The eradication of some snitches and intimidation of others transformed the camp. It was, Solzhenitsyn admits, an imperfect justice since there was no “documentary confirmation that a man was an informer.” But, he noted, even this “improperly constituted, illegal, and invisible court was much more acute in its judgments, much less often mistaken, than any of the tribunals, panels of three, courts-martial, or Special Boards with which we are familiar.”

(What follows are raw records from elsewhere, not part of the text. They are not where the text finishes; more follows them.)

//! Read-only lookups of the genre and MPA reference data.

use axum::extract::Path;
use axum::{Extension, Json};
use filmorate_common::{Genre, Id, Mpa};

use crate::error::Result;
use crate::State;

pub async fn get_genres(Extension(state): Extension<State>) -> Result<Json<Vec<Genre>>> {
    Ok(Json(state.genres().find_all()?))
}

pub async fn get_genre(Extension(state): Extension<State>, Path(id): Path<Id>) -> Result<Json<Genre>> {
    Ok(Json(state.genres().find_by_id(id)?))
}

pub async fn get_ratings(Extension(state): Extension<State>) -> Result<Json<Vec<Mpa>>> {
    Ok(Json(state.mpa().find_all()?))
}

pub async fn get_rating(Extension(state): Extension<State>, Path(id): Path<Id>) -> Result<Json<Mpa>> {
    Ok(Json(state.mpa().find_by_id(id)?))
}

“Of the five thousand men about a dozen were killed, but with every stroke of the knife more and more of the clinging, twining tentacles fell away,” he wrote. “A remarkable fresh breeze was blowing! On the surface we were prisoners living in a camp just as before, but in reality we had become free—free because for the very first time in our lives we had started saying openly and aloud all that we thought! No one who has not experienced this transition can imagine what it is like!
And the informers … stopped informing.”
The camp bosses, he wrote “were suddenly blind and deaf. To all appearances, the tubby major, his equally tubby second in command, Captain Prokofiev, and all the wardens walked freely about the camp, where nothing threatened them; moved among us, watched us—and yet saw nothing! Because a man in uniform sees and hears nothing without stoolies.”
The system of internal control in the camp broke down. Prisoners no longer would serve as foremen on work details. Prisoners organized their own self-governing council. Guards began to move about the camp in fear and no longer treated prisoners like cattle. Pilfering and theft among prisoners stopped. “The old camp mentality—you die first, I’ll wait a bit; there is no justice so forget it; that’s the way it was, and that’s the way it will be—also began to disappear.”
Solzhenitsyn concluded this chapter, “Behind the Wire the Ground Is Burning,” in Volume 3 of his book, with this reflection.
Purged of human filth, delivered from spies and eavesdroppers we looked about and saw, wide-eyed that … we were thousands! That we were … politicals!That we could resist!
We had chosen well; the chain would snap if we tugged at this link—the stoolies, the talebearers and traitors! Our own kind had made our lives impossible. As on some ancient sacrificial altar, their blood had been shed that we might be freed from the curse that hung over us.
The revolution was gathering strength. The wind that seemed to have subsided had sprung up again in a hurricane to fill our eager lungs.
Later in the book Solzhenitsyn would write, “Our little island had experienced an earthquake—and ceased to belong to the Archipelago.”
Freedom demands the destruction of the security and surveillance organs and the disempowering of the millions of informants who work for the state. This is not a call to murder our own stoolies—although some of the 2.3 million prisoners in cages in America’s own gulags would perhaps rightly accuse me of writing this from a position of privilege and comfort and not understanding the brutal dynamics of oppression – but instead to accept that unless these informants on the streets, in the prisons and manning our massive, government data-collection centers are disarmed we will never achieve liberty. I do not have quick and simple suggestions for how this is to be accomplished. But I know it must.